Dans la Palestine des années 1920, placée sous mandat britannique, l'auteur nous dévoile par petites touches l'existence singulière de
Tehila. Âgée de 104 ans, elle mène une vie charitable et suscite l'admiration du narrateur et des personnes qui croisent son chemin dans les rues de Jérusalem.
Lauréat du
Prix Nobel (partagé avec
Nelly Sachs en 1966), Shmuel Yosef Agnon est né dans l'actuelle Ukraine et rejoignit la Palestine bien avant la création d'Israël en 1948. A la différence d'
Isaac Bashevis Singer (autre lauréat du
Prix Nobel qui n'écrivait qu'en Yiddish), Agnon a choisi de rédiger toute son oeuvre littéraire en Hébreu. Mobilisant de nombreuses références à la Torah et aux écritures sacrées, Agnon se révèle davantage comme un écrivain de la Judaïté que comme un écrivain israélien à proprement parler. de fait, il est souvent nécessaire de se référer au glossaire pour saisir les évocations symboliques de son propos. de même, la lecture de la postface (remarquablement écrite par Dan Laor) met en valeur nombre de subtilités qui auraient pu échapper aux lecteurs qui ne maîtrisent pas parfaitement la culture juive.
C'est probablement le principal défaut d'un tel ouvrage. Loin de proposer une vision universaliste, l'histoire de
Tehila semble recroquevillée sur elle-même, sur le petit monde de Jérusalem, sur la pesanteur des usages religieux propres au Judaïsme.
A la différence des écrits de Bashevis Singer ou (bien plus tard) d'
Amos Oz, ce court ouvrage de
S.J. Agnon donne parfois le sentiment de célébrer la bigoterie du personnage principal, au détriment de l'histoire belle et tragique de cette centenaire.

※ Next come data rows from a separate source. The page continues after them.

//! Read-only engine snapshot for reporting collaborators.

use chrono::{DateTime, Utc};
use rust_decimal::Decimal;
use serde::Serialize;

use super::stats::{AggregatePortfolioStats, LiveTradeStats};
use crate::domain::risk::ProfitLockState;
use crate::domain::shared::{Direction, Symbol, VariantId};
use crate::domain::strategy::BiasRule;

/// Point-in-time copy of one variant's state.
#[derive(Debug, Clone, PartialEq, Serialize)]
pub struct VariantSnapshot {
    /// Variant index.
    pub id: VariantId,
    /// Display name.
    pub name: String,
    /// Instrument ticker.
    pub symbol: Symbol,
    /// Bias rule.
    pub rule: BiasRule,
    /// Virtual close distance.
    pub target_distance: Decimal,
    /// Side the shadow simulation holds.
    pub direction: Direction,
    /// Shadow win rate in percent.
    pub win_rate: Decimal,
    /// Outcomes currently in the window.
    pub samples: usize,
    /// Mean virtual holding time, in days.
    pub shadow_average_days_open: f64,
    /// Mean live holding time, in days.
    pub live_average_days_open: f64,
    /// Realized statistics.
    pub stats: LiveTradeStats,
}

/// Point-in-time copy of the whole engine.
#[derive(Debug, Clone, PartialEq, Serialize)]
pub struct EngineSnapshot {
    /// When the snapshot was taken.
    pub taken_at: DateTime<Utc>,
    /// Portfolio totals.
    pub aggregate: AggregatePortfolioStats,
    /// Portfolio profit lock.
    pub portfolio_lock: ProfitLockState,
    /// Slots currently consumed.
    pub live_orders: usize,
    /// Slot limit.
    pub max_concurrent: usize,
    /// Per-variant state in creation order.
    pub variants: Vec<VariantSnapshot>,
}

impl EngineSnapshot {
    /// Variants whose shadow win rate is at least `threshold`.
    #[must_use]
    pub fn eligible(&self, threshold: Decimal) -> Vec<&VariantSnapshot> {
        self.variants
            .iter()
            .filter(|v| v.win_rate >= threshold)
            .collect()
    }
}
//! Tracing Setup
//!
//! Installs a console `tracing-subscriber` filtered by `RUST_LOG`
//! (default `info`).
//!
//! # Usage
//!
//! ```rust,ignore
//! use allocation_engine::telemetry::init_tracing;
//!
//! fn main() {
//!     init_tracing().ok();
//!     // ... application code
//! }
//! ```

use tracing_subscriber::EnvFilter;

/// Error raised when a global subscriber is already installed.
#[derive(Debug, thiserror::Error)]
#[error("Failed to install tracing subscriber: {0}")]
pub struct TelemetryError(String);

/// Install the global console subscriber.
///
/// Set `NO_COLOR` to disable ANSI colours.
///
/// # Errors
///
/// Returns an error if a global subscriber has already been set.
pub fn init_tracing() -> Result<(), TelemetryError> {
    let env_filter = EnvFilter::try_from_default_env().unwrap_or_else(|_| EnvFilter::new("info"));
    let ansi = std::env::var_os("NO_COLOR").is_none();

    tracing_subscriber::fmt()
        .with_env_filter(env_filter)
        .with_ansi(ansi)
        .try_init()
        .map_err(|e| TelemetryError(e.to_string()))
}
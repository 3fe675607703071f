//! Concurrency Tests
//!
//! Admission passes, venue notifications and manual closes race on a
//! multi-threaded runtime. The live order count must never exceed
//! `max_concurrent`, and no variant may hold two orders.

// Allow unwrap in tests - tests should panic on unexpected errors
#![allow(clippy::unwrap_used)]

use std::collections::HashSet;
use std::sync::Arc;
use std::sync::atomic::{AtomicUsize, Ordering};
use std::time::Duration;

use async_trait::async_trait;
use chrono::{TimeDelta, Utc};
use rust_decimal::Decimal;
use rust_decimal_macros::dec;
use tokio::task::JoinSet;

use allocation_engine::application::{
    AllocationEngine, EnginePorts, EngineSettings, ExecutionError, ExecutionPort,
    NoOpEventPublisher, PlacementRequest,
};
use allocation_engine::domain::order_lifecycle::OrderStatus;
use allocation_engine::domain::risk::ProtectivePrices;
use allocation_engine::domain::shared::{Instrument, OrderId, Symbol, Tick, VariantId};
use allocation_engine::domain::strategy::{BiasRule, StrategyVariant};
use allocation_engine::infrastructure::paper::{PaperAccount, PaperExecution, StaticVolatility};

const MAX_CONCURRENT: usize = 4;

/// Paper venue that yields before every request, widening race windows.
struct SlowVenue {
    inner: Arc<PaperExecution>,
    delay: Duration,
}

#[async_trait]
impl ExecutionPort for SlowVenue {
    async fn submit_order(&self, request: PlacementRequest) -> Result<OrderId, ExecutionError> {
        tokio::time::sleep(self.delay).await;
        self.inner.submit_order(request).await
    }

    async fn live_orders(&self, symbol: &Symbol) -> Result<Vec<OrderId>, ExecutionError> {
        self.inner.live_orders(symbol).await
    }

    async fn set_protective_prices(
        &self,
        order_id: &OrderId,
        prices: ProtectivePrices,
    ) -> Result<(), ExecutionError> {
        tokio::time::sleep(self.delay).await;
        self.inner.set_protective_prices(order_id, prices).await
    }

    async fn close(&self, order_id: &OrderId) -> Result<(), ExecutionError> {
        tokio::time::sleep(self.delay).await;
        self.inner.close(order_id).await
    }

    async fn order_state(&self, order_id: &OrderId) -> Result<OrderStatus, ExecutionError> {
        self.inner.order_state(order_id).await
    }
}

fn build(variant_count: usize) -> (Arc<AllocationEngine>, Arc<PaperExecution>) {
    let instrument = Instrument::new("EURUSD", 5, dec!(0.01));
    let variants = (0..variant_count)
        .map(|i| {
            StrategyVariant::new(
                VariantId::new(i),
                instrument.clone(),
                BiasRule::FixedBuy,
                dec!(0.0010),
            )
        })
        .collect();
    let account = Arc::new(PaperAccount::new(dec!(10000)));
    let venue = Arc::new(PaperExecution::new([instrument], dec!(1), account.clone()));
    let settings = EngineSettings {
        window_size: 2,
        win_rate_threshold: dec!(80),
        max_concurrent: MAX_CONCURRENT,
        close_timeout: Duration::from_secs(1),
        ..EngineSettings::default()
    };
    let engine = AllocationEngine::new(
        settings,
        variants,
        EnginePorts {
            execution: Arc::new(SlowVenue {
                inner: venue.clone(),
                delay: Duration::from_millis(1),
            }),
            account,
            volatility: Arc::new(StaticVolatility::new([("EURUSD", dec!(0.0010))])),
            publisher: Arc::new(NoOpEventPublisher),
        },
    )
    .unwrap();
    (Arc::new(engine), venue)
}

fn tick(mid: Decimal, step: i64) -> Tick {
    Tick::new("EURUSD", mid, mid, Utc::now() + TimeDelta::minutes(step))
}

/// Rising quotes: every long variant wins its shadow trades.
fn warm_up(engine: &AllocationEngine) -> Decimal {
    let mut mid = dec!(1.10000);
    for step in 0..3 {
        engine.on_tick(&tick(mid, step));
        mid += dec!(0.00200);
    }
    mid - dec!(0.00200)
}

#[tokio::test(flavor = "multi_thread", worker_threads = 4)]
async fn concurrent_passes_never_oversubscribe_slots() {
    let (engine, venue) = build(12);
    warm_up(&engine);

    let mut passes = JoinSet::new();
    for _ in 0..8 {
        let engine = engine.clone();
        passes.spawn(async move { engine.admission_pass().await.unwrap() });
    }

    let mut placed = Vec::new();
    while let Some(report) = passes.join_next().await {
        placed.extend(report.unwrap().placed);
    }

    assert_eq!(placed.len(), MAX_CONCURRENT);
    let variants: HashSet<VariantId> = placed.iter().map(|(v, _)| *v).collect();
    assert_eq!(variants.len(), MAX_CONCURRENT);
    assert_eq!(engine.live_order_count(), MAX_CONCURRENT);
    assert_eq!(venue.open_order_count(), MAX_CONCURRENT);
}

#[tokio::test(flavor = "multi_thread", worker_threads = 4)]
async fn churn_keeps_live_orders_within_limit() {
    let (engine, venue) = build(10);
    let mut mid = warm_up(&engine);
    let peak = Arc::new(AtomicUsize::new(0));

    let mut tasks = JoinSet::new();

    // Admission passes on every worker.
    for _ in 0..4 {
        let engine = engine.clone();
        let peak = peak.clone();
        tasks.spawn(async move {
            for _ in 0..25 {
                let _ = engine.admission_pass().await;
                peak.fetch_max(engine.live_order_count(), Ordering::SeqCst);
                tokio::task::yield_now().await;
            }
        });
    }

    // Manual closes against whichever variants hold an order.
    {
        let engine = engine.clone();
        let peak = peak.clone();
        tasks.spawn(async move {
            for round in 0..40 {
                let _ = engine.close_variant(VariantId::new(round % 10)).await;
                peak.fetch_max(engine.live_order_count(), Ordering::SeqCst);
                tokio::task::yield_now().await;
            }
        });
    }

    // The market: fills on one quote, take-profit on the next.
    {
        let engine = engine.clone();
        let venue = venue.clone();
        let peak = peak.clone();
        tasks.spawn(async move {
            let symbol = Symbol::new("EURUSD");
            for step in 3..60 {
                let quote = tick(mid, step);
                engine.on_tick(&quote);
                for event in venue.on_tick(&quote) {
                    let _ = engine.on_order_event(event).await;
                    peak.fetch_max(engine.live_order_count(), Ordering::SeqCst);
                }
                assert!(venue.open_order_count() <= MAX_CONCURRENT);
                if step % 10 == 0 {
                    let _ = engine.reconcile(&symbol).await;
                }
                mid += dec!(0.00200);
                tokio::time::sleep(Duration::from_millis(2)).await;
            }
        });
    }

    while let Some(result) = tasks.join_next().await {
        result.unwrap();
    }

    assert!(peak.load(Ordering::SeqCst) <= MAX_CONCURRENT);
    assert!(engine.live_order_count() <= MAX_CONCURRENT);
    assert!(venue.open_order_count() <= MAX_CONCURRENT);

    let snapshot = engine.snapshot();
    let per_variant: u32 = snapshot.variants.iter().map(|v| v.stats.trades()).sum();
    assert_eq!(per_variant, snapshot.aggregate.wins + snapshot.aggregate.losses);
    assert!(snapshot.aggregate.wins > 0);
}
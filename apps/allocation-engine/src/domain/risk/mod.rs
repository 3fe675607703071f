//! Risk Bounded Context
//!
//! Position sizing (equity-fraction and martingale), protective price
//! distances and the profit-lock safety net.
//!
//! # Example
//!
//! ```rust,ignore
//! use allocation_engine::domain::risk::{PositionSizer, PositionSizerConfig, SizingInput, SizingPolicy};
//! use rust_decimal_macros::dec;
//!
//! let sizer = PositionSizer::new(PositionSizerConfig {
//!     policy: SizingPolicy::EquityFraction { trade_fraction: dec!(0.01) },
//!     max_fraction: dec!(0.05),
//! });
//! let result = sizer.calculate(&SizingInput::new(dec!(10000)))?;
//! assert_eq!(result.size, dec!(100));
//! ```

mod error;
mod profit_lock;
mod protection;
mod sizer;

pub use error::SizingError;
pub use profit_lock::{ProfitLockState, SafetyNetReset};
pub use protection::{ProtectionPolicy, ProtectiveOffsets, ProtectivePrices};
pub use sizer::{PositionSizer, PositionSizerConfig, SizingInput, SizingPolicy, SizingResult};
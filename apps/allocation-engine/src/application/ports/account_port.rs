//! Account Port (Driven Port)
//!
//! Source of the account equity used for sizing and the safety net.

use async_trait::async_trait;
use rust_decimal::Decimal;

/// Account port error.
#[derive(Debug, Clone, PartialEq, Eq, thiserror::Error)]
pub enum AccountError {
    /// The account could not be queried.
    #[error("Account unavailable: {message}")]
    Unavailable {
        /// Error details.
        message: String,
    },
}

/// Port for account queries.
#[cfg_attr(test, mockall::automock)]
#[async_trait]
pub trait AccountPort: Send + Sync {
    /// Current account equity.
    async fn current_equity(&self) -> Result<Decimal, AccountError>;
}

Facile à lire mais complexe à appréhender dans toute sa finesse, ce livre laisse donc un sentiment partagé : ancré dans un symbolisme religieux et une mystagogie trop souvent hermétique, cet ouvrage ne saurait être recommandé à des lecteurs qui ne disposent pas d'un minimum de savoirs préalables sur le monde juif.